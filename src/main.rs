#![warn(clippy::all)]

use anyhow::{Context, Result};
use clap::{Parser, ValueEnum};
use sparse_life::{Config, Generation, Record};
use std::path::PathBuf;
use std::time::Instant;

#[derive(Clone, Copy, ValueEnum)]
enum Format {
    /// Guess from the file extension: `.csv`, `.json`, anything else is text
    Auto,
    Text,
    Csv,
    Record,
}

#[derive(Clone, Copy, ValueEnum)]
enum Output {
    Render,
    Csv,
    Record,
}

/// Conway's Game of Life on an unbounded grid.
#[derive(Parser)]
#[command(name = "sparse_life")]
struct Args {
    /// Pattern file; standard input when omitted.
    input: Option<PathBuf>,

    #[arg(long, value_enum, default_value = "auto")]
    format: Format,

    /// Start from a named pattern instead of a file.
    #[arg(long, conflicts_with_all = ["input", "random"])]
    pattern: Option<String>,

    /// Start from a random square soup with this side length.
    #[arg(long, conflicts_with = "input")]
    random: Option<u16>,

    #[arg(long, default_value_t = 0.3)]
    fill_rate: f64,

    #[arg(long)]
    seed: Option<u64>,

    /// Number of generations to advance.
    #[arg(short = 'n', long, default_value_t = 1, allow_negative_numbers = true)]
    steps: i64,

    #[arg(long, value_enum, default_value = "render")]
    output: Output,

    #[arg(long, default_value_t = Config::LIVE_CHAR)]
    live: char,

    #[arg(long, default_value_t = Config::DEAD_CHAR)]
    dead: char,
}

fn load(args: &Args) -> Result<Generation> {
    if let Some(name) = &args.pattern {
        return Ok(Generation::from_pattern(name)?);
    }
    if let Some(side) = args.random {
        return Ok(Generation::random(side, side, args.fill_rate, args.seed)?);
    }

    let (data, format) = match &args.input {
        Some(path) => {
            let data = std::fs::read_to_string(path)
                .with_context(|| format!("failed to read {}", path.display()))?;
            let format = match args.format {
                Format::Auto => match path.extension().and_then(|ext| ext.to_str()) {
                    Some("csv") => Format::Csv,
                    Some("json") => Format::Record,
                    _ => Format::Text,
                },
                format => format,
            };
            (data, format)
        }
        None => {
            let data = std::io::read_to_string(std::io::stdin())
                .context("failed to read standard input")?;
            (data, args.format)
        }
    };

    let life = match format {
        Format::Auto | Format::Text => Generation::parse_text(&data),
        Format::Csv => Generation::from_csv(data.lines())?,
        Format::Record => Generation::from_record(&Record::from_json(&data)?)?,
    };
    Ok(life)
}

fn main() -> Result<()> {
    env_logger::init();
    let args = Args::parse();

    let timer = Instant::now();
    let mut life = load(&args)?;
    log::info!(
        "Time on loading {} live cells: {:?}",
        life.count(),
        timer.elapsed()
    );

    let timer = Instant::now();
    life.advance(args.steps)?;
    log::info!(
        "Time on update to generation {}: {:?}",
        life.generation(),
        timer.elapsed()
    );

    match args.output {
        Output::Render => println!("{}", life.render(args.live, args.dead)),
        Output::Csv => {
            for line in life.to_csv() {
                println!("{line}");
            }
        }
        Output::Record => println!("{}", life.to_record().to_json()?),
    }
    Ok(())
}
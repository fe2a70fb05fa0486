use std::cmp::Ordering;

/// Coordinates of a single cell on the unbounded grid.
///
/// Cells are ordered row-major, which gives the canonical order used by
/// the CSV writer and the persistence record.
#[derive(Clone, Copy, Debug, Default, PartialEq, Eq, PartialOrd, Ord, Hash)]
pub struct Cell {
    // field order matters: derived `Ord` compares `row` first
    row: i32,
    column: i32,
}

impl Cell {
    /// Offsets of the Moore neighbourhood, the cell itself excluded.
    const NEIGHBOUR_OFFSETS: [(i32, i32); 8] = [
        (-1, -1),
        (-1, 0),
        (-1, 1),
        (0, -1),
        (0, 1),
        (1, -1),
        (1, 0),
        (1, 1),
    ];

    pub const fn new(row: i32, column: i32) -> Self {
        Self { row, column }
    }

    pub const fn row(&self) -> i32 {
        self.row
    }

    pub const fn column(&self) -> i32 {
        self.column
    }

    /// Row-major comparison, same as [`Ord::cmp`].
    pub fn compare(left: Cell, right: Cell) -> Ordering {
        left.cmp(&right)
    }

    /// Returns the cell shifted by `(drow, dcolumn)`.
    ///
    /// Coordinates wrap around at the `i32` bounds.
    pub const fn offset(&self, drow: i32, dcolumn: i32) -> Self {
        Self {
            row: self.row.wrapping_add(drow),
            column: self.column.wrapping_add(dcolumn),
        }
    }

    /// The 8 cells adjacent to this one.
    pub fn neighbours(self) -> impl Iterator<Item = Cell> + Clone {
        Self::NEIGHBOUR_OFFSETS
            .into_iter()
            .map(move |(dr, dc)| self.offset(dr, dc))
    }

    /// The 3x3 block centred on this cell, the cell itself included.
    pub fn neighbourhood(self) -> impl Iterator<Item = Cell> + Clone {
        std::iter::once(self).chain(self.neighbours())
    }
}

impl From<(i32, i32)> for Cell {
    fn from((row, column): (i32, i32)) -> Self {
        Self::new(row, column)
    }
}

impl From<Cell> for (i32, i32) {
    fn from(cell: Cell) -> Self {
        (cell.row, cell.column)
    }
}

impl std::fmt::Display for Cell {
    fn fmt(&self, f: &mut std::fmt::Formatter<'_>) -> std::fmt::Result {
        write!(f, "{} : {}", self.row, self.column)
    }
}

───

Task details » Would you transcribe the whole listing, keeping every character the same?

Exercise result »
filename src/main.rs
#![warn(clippy::all)]

use anyhow::{Context, Result};
use clap::{Parser, ValueEnum};
use sparse_life::{Config, Generation, Record};
use std::path::PathBuf;
use std::time::Instant;

#[derive(Clone, Copy, ValueEnum)]
enum Format {
    /// Guess from the file extension: `.csv`, `.json`, anything else is text
    Auto,
    Text,
    Csv,
    Record,
}

#[derive(Clone, Copy, ValueEnum)]
enum Output {
    Render,
    Csv,
    Record,
}

/// Conway's Game of Life on an unbounded grid.
#[derive(Parser)]
#[command(name = "sparse_life")]
struct Args {
    /// Pattern file; standard input when omitted.
    input: Option<PathBuf>,

    #[arg(long, value_enum, default_value = "auto")]
    format: Format,

    /// Start from a named pattern instead of a file.
    #[arg(long, conflicts_with_all = ["input", "random"])]
    pattern: Option<String>,

    /// Start from a random square soup with this side length.
    #[arg(long, conflicts_with = "input")]
    random: Option<u16>,

    #[arg(long, default_value_t = 0.3)]
    fill_rate: f64,

    #[arg(long)]
    seed: Option<u64>,

    /// Number of generations to advance.
    #[arg(short = 'n', long, default_value_t = 1, allow_negative_numbers = true)]
    steps: i64,

    #[arg(long, value_enum, default_value = "render")]
    output: Output,

    #[arg(long, default_value_t = Config::LIVE_CHAR)]
    live: char,

    #[arg(long, default_value_t = Config::DEAD_CHAR)]
    dead: char,
}

fn load(args: &Args) -> Result<Generation> {
    if let Some(name) = &args.pattern {
        return Ok(Generation::from_pattern(name)?);
    }
    if let Some(side) = args.random {
        return Ok(Generation::random(side, side, args.fill_rate, args.seed)?);
    }

    let (data, format) = match &args.input {
        Some(path) => {
            let data = std::fs::read_to_string(path)
                .with_context(|| format!("failed to read {}", path.display()))?;
            let format = match args.format {
                Format::Auto => match path.extension().and_then(|ext| ext.to_str()) {
                    Some("csv") => Format::Csv,
                    Some("json") => Format::Record,
                    _ => Format::Text,
                },
                format => format,
            };
            (data, format)
        }
        None => {
            let data = std::io::read_to_string(std::io::stdin())
                .context("failed to read standard input")?;
            (data, args.format)
        }
    };

    let life = match format {
        Format::Auto | Format::Text => Generation::parse_text(&data),
        Format::Csv => Generation::from_csv(data.lines())?,
        Format::Record => Generation::from_record(&Record::from_json(&data)?)?,
    };
    Ok(life)
}

fn main() -> Result<()> {
    env_logger::init();
    let args = Args::parse();

    let timer = Instant::now();
    let mut life = load(&args)?;
    log::info!(
        "Time on loading {} live cells: {:?}",
        life.count(),
        timer.elapsed()
    );

    let timer = Instant::now();
    life.advance(args.steps)?;
    log::info!(
        "Time on update to generation {}: {:?}",
        life.generation(),
        timer.elapsed()
    );

    match args.output {
        Output::Render => println!("{}", life.render(args.live, args.dead)),
        Output::Csv => {
            for line in life.to_csv() {
                println!("{line}");
            }
        }
        Output::Record => println!("{}", life.to_record().to_json()?),
    }
    Ok(())
}
repository fe2a70fb05fa0486
use std::cmp::Ordering;

/// Coordinates of a single cell on the unbounded grid.
///
/// Cells are ordered row-major, which gives the canonical order used by
/// the CSV writer and the persistence record.
#[derive(Clone, Copy, Debug, Default, PartialEq, Eq, PartialOrd, Ord, Hash)]
pub struct Cell {
    // field order matters: derived `Ord` compares `row` first
    row: i32,
    column: i32,
}

impl Cell {
    /// Offsets of the Moore neighbourhood, the cell itself excluded.
    const NEIGHBOUR_OFFSETS: [(i32, i32); 8] = [
        (-1, -1),
        (-1, 0),
        (-1, 1),
        (0, -1),
        (0, 1),
        (1, -1),
        (1, 0),
        (1, 1),
    ];

    pub const fn new(row: i32, column: i32) -> Self {
        Self { row, column }
    }

    pub const fn row(&self) -> i32 {
        self.row
    }

    pub const fn column(&self) -> i32 {
        self.column
    }

    /// Row-major comparison, same as [`Ord::cmp`].
    pub fn compare(left: Cell, right: Cell) -> Ordering {
        left.cmp(&right)
    }

    /// Returns the cell shifted by `(drow, dcolumn)`.
    ///
    /// Coordinates wrap around at the `i32` bounds.
    pub const fn offset(&self, drow: i32, dcolumn: i32) -> Self {
        Self {
            row: self.row.wrapping_add(drow),
            column: self.column.wrapping_add(dcolumn),
        }
    }

    /// The 8 cells adjacent to this one.
    pub fn neighbours(self) -> impl Iterator<Item = Cell> + Clone {
        Self::NEIGHBOUR_OFFSETS
            .into_iter()
            .map(move |(dr, dc)| self.offset(dr, dc))
    }

    /// The 3x3 block centred on this cell, the cell itself included.
    pub fn neighbourhood(self) -> impl Iterator<Item = Cell> + Clone {
        std::iter::once(self).chain(self.neighbours())
    }
}

impl From<(i32, i32)> for Cell {
    fn from((row, column): (i32, i32)) -> Self {
        Self::new(row, column)
    }
}

impl From<Cell> for (i32, i32) {
    fn from(cell: Cell) -> Self {
        (cell.row, cell.column)
    }
}

impl std::fmt::Display for Cell {
    fn fmt(&self, f: &mut std::fmt::Formatter<'_>) -> std::fmt::Result {
        write!(f, "{} : {}", self.row, self.column)
    }
}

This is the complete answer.